Reverse-DNS Resolution
Nmap performs Reverse-DNS resolution on active machines identified through ping scanning. This process can be executed using the -R parameter and is typically performed only on open machines.
Port Scanning
Port scanning is one of Nmap’s primary functions. It involves sending requests to the ports of an active system to determine whether they are open or closed.
Version Detection
Version detection is used to identify the services running on detected open ports. Nmap uses probes and over 6500 service signatures to compare and identify the services on the ports. This process is performed using the -sV parameter.
Operating System Detection
Nmap can detect the operating systems of open machines by comparing the responses from the machines with a database of known operating system responses. This process is performed using the -O parameter.
Traceroute
Nmap can determine the path packets take to each target using the –traceroute parameter.
Script Scanning
Nmap includes a structure called the Nmap Script Engine (NSE), which contains numerous scripts. These scripts can be used to gather information about the target and detect security vulnerabilities. NSE is supported by the Lua programming language and a standard library designed for gathering information over the network.
Output
Nmap displays the information obtained from the scanning process on the screen. These results can be saved in various file formats.
Installing Nmap
Linux (Debian/Ubuntu) Environment
To install Nmap on a Linux (Debian/Ubuntu) environment, run the command sudo apt-get install nmap in the terminal. Alternatively, you can download and install setup files with .rpm or .deb extensions from the official website.
Windows Environment
To install Nmap on a Windows environment, download the setup file from the official website and run it as an administrator. After the installation, you can run the nmap.exe application from the Program Files (x86)Nmap directory. Additionally, the graphical user interface application Zenmap will be installed along with Nmap.
Host Discovery
Host discovery is performed by pinging the systems on the network. However, different methods can be used for larger networks or networks with machines that do not respond to ICMP packets. Scanning can be performed without pinging the target network, and probes like TCP, SYN/ACK, and UDP can be used optionally. The purpose of these probes is to determine whether the machine with the given IP address is truly open based on the received responses.

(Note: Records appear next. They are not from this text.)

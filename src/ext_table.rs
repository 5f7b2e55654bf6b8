//! The fixed, versioned filename-extension table.
//!
//! Every file gets a 1-based `ext_index` into this list (0 means
//! "unknown"), matched case-insensitively. The table is ordered by media
//! kind so that files of a similar type sort adjacent to each other when a
//! unit is built in `(ext_index, base_name, name)` order, and so that a
//! single contiguous tail group represents executables: any extension at
//! or after [`EXE_GROUP`] is treated as an executable for BCJ and
//! solid-by-extension purposes.
//!
//! This table must never be regenerated from a live system extension list;
//! it is a fixed snapshot, extended only by adding entries at the end of
//! their media-kind group across releases.
#[rustfmt::skip]
const EXTENSIONS: &[&str] = &[
    "chm", "hxi", "hxs", "gif", "jpeg", "jpg", "jp2", "png", "tiff", "bmp",
    "ico", "psd", "psp", "awg", "ps", "eps", "cgm", "dxf", "svg", "vrml",
    "wmf", "emf", "ai", "md", "cad", "dwg", "pps", "key", "sxi", "max",
    "3ds", "iso", "bin", "nrg", "mdf", "img", "pdi", "tar", "cpio", "xpi",
    "vfd", "vhd", "vud", "vmc", "vsv", "vmdk", "dsk", "nvram", "vmem", "vmsd",
    "vmsn", "vmss", "vmtm", "inl", "inc", "idl", "acf", "asa", "h", "hpp",
    "hxx", "c", "cpp", "cxx", "m", "mm", "go", "swift", "rc", "java",
    "cs", "rs", "pas", "bas", "vb", "cls", "ctl", "frm", "dlg", "def",
    "f77", "f", "f90", "f95", "asm", "s", "sql", "manifest", "dep", "mak",
    "clw", "csproj", "vcproj", "sln", "dsp", "dsw", "class", "bat", "cmd", "bash",
    "sh", "xml", "xsd", "xsl", "xslt", "hxk", "hxc", "htm", "html", "xhtml",
    "xht", "mht", "mhtml", "htw", "asp", "aspx", "css", "cgi", "jsp", "shtml",
    "awk", "sed", "hta", "js", "json", "php", "php3", "php4", "php5", "phptml",
    "pl", "pm", "py", "pyo", "rb", "tcl", "ts", "vbs", "text", "txt",
    "tex", "ans", "asc", "srt", "reg", "ini", "doc", "docx", "mcw", "dot",
    "rtf", "hlp", "xls", "xlr", "xlt", "xlw", "ppt", "pdf", "sxc", "sxd",
    "sxi", "sxg", "sxw", "stc", "sti", "stw", "stm", "odt", "ott", "odg",
    "otg", "odp", "otp", "ods", "ots", "odf", "abw", "afp", "cwk", "lwp",
    "wpd", "wps", "wpt", "wrf", "wri", "abf", "afm", "bdf", "fon", "mgf",
    "otf", "pcf", "pfa", "snf", "ttf", "dbf", "mdb", "nsf", "ntf", "wdb",
    "db", "fdb", "gdb", "pdb", "pch", "idb", "ncb", "opt", "3gp", "avi",
    "mov", "mpeg", "mpg", "mpe", "wmv", "aac", "ape", "fla", "flac", "la",
    "mp3", "m4a", "mp4", "ofr", "ogg", "pac", "ra", "rm", "rka", "shn",
    "swa", "tta", "wv", "wma", "wav", "swf", "lzma", "7z", "xz", "ace",
    "arc", "arj", "bz", "bz2", "deb", "lzo", "lzx", "gz", "pak", "rpm",
    "sit", "tgz", "tbz", "tbz2", "tgz", "cab", "ha", "lha", "lzh", "rar",
    "zoo", "zip", "jar", "ear", "war", "msi", "obj", "lib", "tlb", "o",
    "a", "so", "exe", "dll", "ocx", "vbx", "sfx", "sys", "awx", "com",
    "out",
];

/// 1-based index of `"exe"` in [`EXTENSIONS`]; every index at or after this
/// one names an executable or executable-adjacent extension.
pub const EXE_GROUP: u32 = 273;

/// Returns the 1-based index of `ext` in the fixed extension table, or 0
/// if `ext` is not present. Matching is case-insensitive and `ext` must
/// not include the leading dot.
pub fn lookup(ext: &str) -> u32 {
    EXTENSIONS
        .iter()
        .position(|known| known.eq_ignore_ascii_case(ext))
        .map(|pos| pos as u32 + 1)
        .unwrap_or(0)
}

/// Returns whether `ext_index` names an executable extension.
pub fn is_exe_group(ext_index: u32) -> bool {
    ext_index >= EXE_GROUP
}

#[cfg(test)]
mod tests {
    use super::*;

    #[test]
    fn exe_is_in_exe_group() {
        let idx = lookup("exe");
        assert_eq!(idx, EXE_GROUP);
        assert!(is_exe_group(idx));
    }

    #[test]
    fn case_insensitive_lookup() {
        assert_eq!(lookup("EXE"), lookup("exe"));
        assert_eq!(lookup("Rs"), lookup("rs"));
    }

    #[test]
    fn unknown_extension_is_zero() {
        assert_eq!(lookup("zzz_not_a_real_ext"), 0);
        assert!(!is_exe_group(0));
    }

    #[test]
    fn non_exe_extension_is_not_exe_group() {
        let idx = lookup("txt");
        assert!(idx > 0);
        assert!(!is_exe_group(idx));
    }

    #[test]
    fn dll_is_after_exe_in_exe_group() {
        let exe = lookup("exe");
        let dll = lookup("dll");
        assert!(dll > exe);
        assert!(is_exe_group(dll));
    }
}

Determining Target Hosts and Networks
To determine the target hosts, you need to provide Nmap with the IP address or hostname information of the target network. Instead of a single IP address, you can provide a range of IP addresses. Additionally, Nmap supports CIDR addressing, which involves values like /24 or /18 following the IP address or hostname. Nmap calculates the number of hosts to be scanned based on these values and automatically performs the scanning process. For example, entering the IP address 192.168.10.0/24 will scan 256 hosts. Similarly, you can perform a scan by specifying a hostname, such as priviasecurity.com/24.
Specifying an IP List
This type of scanning is typically performed for large network scans. After saving hundreds or thousands of IP addresses to a file, you can start the scanning process using the -iL parameter.
Selecting Random Targets
To scan random IP addresses with Nmap, you can use the -iR parameter.
Excluding Targets
One often overlooked aspect is excluding certain targets from the scan to prevent risky operations. To exclude specific IP addresses from the scan, you can use the –exclude parameter. If there are many IP addresses to exclude, you can save them to a file and use the –excludefile parameter.